Information given:
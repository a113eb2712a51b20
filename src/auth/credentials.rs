//! Upstream credential resolution.
//!
//! Non-Anthropic providers store a single encrypted secret per
//! (user, provider); the Anthropic path delegates to the OAuth token manager.
//! Plaintext credentials exist only transiently inside a request.

use serde::Deserialize;
use std::sync::Arc;

use crate::auth::oauth::OAuthManager;
use crate::constants::VERTEX_DEFAULT_REGION;
use crate::crypto::Crypto;
use crate::error::GatewayError;
use crate::store::{ProviderType, StoreClient};

/// A live upstream credential, ready for an adapter.
#[derive(Debug, Clone)]
pub enum Credential {
    ApiKey(String),
    Vertex {
        api_key: String,
        project_id: String,
        region: String,
    },
    /// A current Anthropic OAuth access token.
    OAuth(String),
}

impl Credential {
    pub fn api_key(&self) -> &str {
        match self {
            Credential::ApiKey(key) => key,
            Credential::Vertex { api_key, .. } => api_key,
            Credential::OAuth(token) => token,
        }
    }
}

#[derive(Deserialize)]
struct VertexCredentialJson {
    #[serde(rename = "apiKey")]
    api_key: String,
    #[serde(rename = "projectId")]
    project_id: String,
    region: Option<String>,
}

pub struct CredentialResolver {
    store: Arc<StoreClient>,
    crypto: Arc<Crypto>,
    oauth: Arc<OAuthManager>,
}

impl CredentialResolver {
    pub fn new(store: Arc<StoreClient>, crypto: Arc<Crypto>, oauth: Arc<OAuthManager>) -> Self {
        Self {
            store,
            crypto,
            oauth,
        }
    }

    pub async fn resolve(
        &self,
        user_id: &str,
        provider: ProviderType,
    ) -> Result<Credential, GatewayError> {
        if provider == ProviderType::AnthropicAgent {
            let token = self.oauth.get_access_token(user_id).await?;
            return Ok(Credential::OAuth(token));
        }

        let record = self
            .store
            .get_credential(user_id, provider)
            .await?
            .ok_or_else(|| {
                GatewayError::InvalidRequest(format!(
                    "No {} credentials configured",
                    provider.as_str()
                ))
            })?;

        let plaintext = self
            .crypto
            .decrypt(&record.encrypted_api_key, &record.iv)?;

        if provider == ProviderType::VertexAi {
            let parsed: VertexCredentialJson = serde_json::from_str(&plaintext)
                .map_err(|_| GatewayError::InvalidRequest("Invalid Vertex AI credentials".into()))?;
            return Ok(Credential::Vertex {
                api_key: parsed.api_key,
                project_id: parsed.project_id,
                region: parsed
                    .region
                    .filter(|r| !r.is_empty())
                    .unwrap_or_else(|| VERTEX_DEFAULT_REGION.to_string()),
            });
        }

        Ok(Credential::ApiKey(plaintext))
    }

    /// Cheap existence check used by model listing.
    pub async fn is_configured(&self, user_id: &str, provider: ProviderType) -> bool {
        if provider == ProviderType::AnthropicAgent {
            return self.oauth.is_configured(user_id).await;
        }
        matches!(self.store.get_credential(user_id, provider).await, Ok(Some(_)))
    }

    /// Providers this user holds credentials for, in no particular order.
    pub async fn configured_providers(&self, user_id: &str) -> Vec<ProviderType> {
        let mut providers: Vec<ProviderType> = self
            .store
            .list_credentials(user_id)
            .await
            .map(|records| records.into_iter().map(|r| r.provider_type).collect())
            .unwrap_or_default();
        if self.oauth.is_configured(user_id).await
            && !providers.contains(&ProviderType::AnthropicAgent)
        {
            providers.push(ProviderType::AnthropicAgent);
        }
        providers
    }
}

#[cfg(test)]
mod tests {
    use super::*;

    #[test]
    fn test_vertex_credential_json_defaults_region() {
        let parsed: VertexCredentialJson =
            serde_json::from_str(r#"{"apiKey":"AIzaX","projectId":"proj-1"}"#).unwrap();
        assert!(parsed.region.is_none());

        let parsed: VertexCredentialJson = serde_json::from_str(
            r#"{"apiKey":"AIzaX","projectId":"proj-1","region":"us-central1"}"#,
        )
        .unwrap();
        assert_eq!(parsed.region.as_deref(), Some("us-central1"));
    }

    #[test]
    fn test_vertex_credential_json_rejects_garbage() {
        assert!(serde_json::from_str::<VertexCredentialJson>("not json").is_err());
        assert!(serde_json::from_str::<VertexCredentialJson>(r#"{"apiKey":"x"}"#).is_err());
    }
}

Work to be completed:
Find the lines in the data that hold the word "return". Reply with how many there are and nothing more.

Result for this exercise:
3